Stored data entries:
//! Runtime configuration.

use std::num::NonZeroUsize;
use std::time::Duration;

use eddy_core::scheduler::SchedulingPolicy;

/// Default queue capacity for edges that don't specify one.
pub const DEFAULT_QUEUE_CAPACITY: usize = 4096;

/// Default metrics snapshot interval.
pub const DEFAULT_METRICS_INTERVAL: Duration = Duration::from_millis(1000);

/// Configuration for a [`Runtime`](crate::Runtime).
#[derive(Debug, Clone)]
pub struct RuntimeConfig {
    /// Worker thread count. `0` means auto-detect: hardware concurrency,
    /// falling back to 4 when that is unavailable.
    pub num_workers: u32,

    /// Capacity for edges declared without an explicit capacity.
    pub default_queue_capacity: usize,

    /// Scheduler variant. `Priority` and `LoadAware` are accepted and
    /// currently fall back to round-robin.
    pub scheduling_policy: SchedulingPolicy,

    /// Enables counter increments on hot paths and the periodic metrics
    /// reporter thread.
    pub enable_metrics: bool,

    /// Interval between metrics snapshots.
    pub metrics_interval: Duration,
}

impl Default for RuntimeConfig {
    fn default() -> Self {
        Self {
            num_workers: 0,
            default_queue_capacity: DEFAULT_QUEUE_CAPACITY,
            scheduling_policy: SchedulingPolicy::RoundRobin,
            enable_metrics: true,
            metrics_interval: DEFAULT_METRICS_INTERVAL,
        }
    }
}

impl RuntimeConfig {
    /// Creates a builder for custom configuration.
    #[must_use]
    pub fn builder() -> RuntimeConfigBuilder {
        RuntimeConfigBuilder::default()
    }

    /// Resolves `num_workers`, applying the auto-detect rule.
    #[must_use]
    pub fn effective_workers(&self) -> u32 {
        if self.num_workers > 0 {
            return self.num_workers;
        }
        let detected = std::thread::available_parallelism().map_or(4, NonZeroUsize::get);
        u32::try_from(detected).unwrap_or(u32::MAX)
    }
}

/// Builder for [`RuntimeConfig`].
#[derive(Debug, Default)]
pub struct RuntimeConfigBuilder {
    num_workers: Option<u32>,
    default_queue_capacity: Option<usize>,
    scheduling_policy: Option<SchedulingPolicy>,
    enable_metrics: Option<bool>,
    metrics_interval: Option<Duration>,
}

impl RuntimeConfigBuilder {
    /// Sets the worker thread count (`0` = auto).
    #[must_use]
    pub fn num_workers(mut self, workers: u32) -> Self {
        self.num_workers = Some(workers);
        self
    }

    /// Sets the default queue capacity.
    #[must_use]
    pub fn default_queue_capacity(mut self, capacity: usize) -> Self {
        self.default_queue_capacity = Some(capacity);
        self
    }

    /// Sets the scheduling policy.
    #[must_use]
    pub fn scheduling_policy(mut self, policy: SchedulingPolicy) -> Self {
        self.scheduling_policy = Some(policy);
        self
    }

    /// Enables or disables metrics.
    #[must_use]
    pub fn enable_metrics(mut self, enable: bool) -> Self {
        self.enable_metrics = Some(enable);
        self
    }

    /// Sets the metrics snapshot interval.
    #[must_use]
    pub fn metrics_interval(mut self, interval: Duration) -> Self {
        self.metrics_interval = Some(interval);
        self
    }

    /// Builds the configuration, filling unset fields with defaults.
    #[must_use]
    pub fn build(self) -> RuntimeConfig {
        let defaults = RuntimeConfig::default();
        RuntimeConfig {
            num_workers: self.num_workers.unwrap_or(defaults.num_workers),
            default_queue_capacity: self
                .default_queue_capacity
                .unwrap_or(defaults.default_queue_capacity),
            scheduling_policy: self
                .scheduling_policy
                .unwrap_or(defaults.scheduling_policy),
            enable_metrics: self.enable_metrics.unwrap_or(defaults.enable_metrics),
            metrics_interval: self.metrics_interval.unwrap_or(defaults.metrics_interval),
        }
    }
}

AIM OF THE TASK → Work out the number of lines in the records containing the word "Some". Write only that number.

SOLUTION → 5